Look through the material below and report every line that includes "events".

Records for the task:
- Opening Delimiter -

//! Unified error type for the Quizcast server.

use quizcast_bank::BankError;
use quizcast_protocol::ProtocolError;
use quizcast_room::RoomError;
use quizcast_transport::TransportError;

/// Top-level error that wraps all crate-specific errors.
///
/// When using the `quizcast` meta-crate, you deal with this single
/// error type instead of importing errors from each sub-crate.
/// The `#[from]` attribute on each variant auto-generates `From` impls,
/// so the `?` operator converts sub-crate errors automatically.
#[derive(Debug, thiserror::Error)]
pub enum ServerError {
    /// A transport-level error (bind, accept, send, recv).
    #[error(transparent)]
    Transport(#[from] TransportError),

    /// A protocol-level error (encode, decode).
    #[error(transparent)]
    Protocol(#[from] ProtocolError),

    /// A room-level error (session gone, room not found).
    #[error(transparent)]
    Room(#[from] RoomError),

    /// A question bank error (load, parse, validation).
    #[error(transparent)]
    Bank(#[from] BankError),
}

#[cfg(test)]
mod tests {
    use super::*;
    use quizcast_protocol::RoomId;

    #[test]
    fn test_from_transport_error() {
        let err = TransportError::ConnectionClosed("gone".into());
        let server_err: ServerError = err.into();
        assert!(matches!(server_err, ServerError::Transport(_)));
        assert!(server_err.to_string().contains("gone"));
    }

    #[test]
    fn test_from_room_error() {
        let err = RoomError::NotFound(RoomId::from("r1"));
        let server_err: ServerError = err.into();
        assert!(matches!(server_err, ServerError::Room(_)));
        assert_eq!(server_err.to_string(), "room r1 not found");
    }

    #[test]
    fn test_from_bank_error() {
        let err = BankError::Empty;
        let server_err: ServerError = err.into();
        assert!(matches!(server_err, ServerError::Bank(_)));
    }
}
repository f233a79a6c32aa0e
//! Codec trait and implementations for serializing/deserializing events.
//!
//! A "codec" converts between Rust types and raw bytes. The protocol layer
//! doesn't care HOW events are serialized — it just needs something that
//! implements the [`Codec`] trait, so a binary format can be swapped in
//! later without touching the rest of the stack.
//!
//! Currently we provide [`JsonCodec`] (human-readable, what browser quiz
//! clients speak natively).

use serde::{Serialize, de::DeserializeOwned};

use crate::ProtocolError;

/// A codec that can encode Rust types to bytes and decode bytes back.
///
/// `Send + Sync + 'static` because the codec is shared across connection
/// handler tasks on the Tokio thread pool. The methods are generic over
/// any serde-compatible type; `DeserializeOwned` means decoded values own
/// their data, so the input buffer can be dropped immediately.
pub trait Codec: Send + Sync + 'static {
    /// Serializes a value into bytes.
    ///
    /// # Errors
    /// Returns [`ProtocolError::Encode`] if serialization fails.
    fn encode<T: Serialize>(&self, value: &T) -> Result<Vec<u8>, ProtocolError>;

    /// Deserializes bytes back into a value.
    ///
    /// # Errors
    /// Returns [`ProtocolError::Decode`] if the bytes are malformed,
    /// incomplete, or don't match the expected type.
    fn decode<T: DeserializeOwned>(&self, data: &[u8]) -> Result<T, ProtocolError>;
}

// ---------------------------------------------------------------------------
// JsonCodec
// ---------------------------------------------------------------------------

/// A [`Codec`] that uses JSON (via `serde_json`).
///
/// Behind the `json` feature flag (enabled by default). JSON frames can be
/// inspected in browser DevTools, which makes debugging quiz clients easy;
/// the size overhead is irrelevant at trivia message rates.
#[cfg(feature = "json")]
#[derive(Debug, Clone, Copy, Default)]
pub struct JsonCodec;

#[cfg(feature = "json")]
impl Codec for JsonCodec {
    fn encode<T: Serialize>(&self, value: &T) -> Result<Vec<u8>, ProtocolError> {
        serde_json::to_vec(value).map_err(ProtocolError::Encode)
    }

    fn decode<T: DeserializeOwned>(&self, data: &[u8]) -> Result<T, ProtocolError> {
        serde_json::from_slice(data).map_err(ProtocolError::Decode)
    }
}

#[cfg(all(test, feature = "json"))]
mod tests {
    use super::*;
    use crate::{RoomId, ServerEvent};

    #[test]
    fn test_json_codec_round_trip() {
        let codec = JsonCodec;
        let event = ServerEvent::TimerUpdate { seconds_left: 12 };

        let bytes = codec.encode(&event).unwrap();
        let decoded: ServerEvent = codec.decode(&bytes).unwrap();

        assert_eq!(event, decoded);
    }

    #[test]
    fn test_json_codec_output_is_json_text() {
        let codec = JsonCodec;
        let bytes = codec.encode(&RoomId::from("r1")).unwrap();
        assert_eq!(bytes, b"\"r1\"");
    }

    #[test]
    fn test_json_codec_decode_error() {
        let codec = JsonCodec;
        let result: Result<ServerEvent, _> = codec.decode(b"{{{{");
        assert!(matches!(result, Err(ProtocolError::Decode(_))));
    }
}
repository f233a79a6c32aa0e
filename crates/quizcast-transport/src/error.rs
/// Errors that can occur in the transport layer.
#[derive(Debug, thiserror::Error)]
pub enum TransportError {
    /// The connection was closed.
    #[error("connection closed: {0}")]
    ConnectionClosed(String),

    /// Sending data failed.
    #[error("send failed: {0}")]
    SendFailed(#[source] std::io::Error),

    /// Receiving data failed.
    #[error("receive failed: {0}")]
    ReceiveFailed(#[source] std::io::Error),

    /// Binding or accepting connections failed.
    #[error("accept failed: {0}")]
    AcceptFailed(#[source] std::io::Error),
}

- Closing Delimiter -

Reply to the exercise:
//! Codec trait and implementations for serializing/deserializing events.
//! doesn't care HOW events are serialized — it just needs something that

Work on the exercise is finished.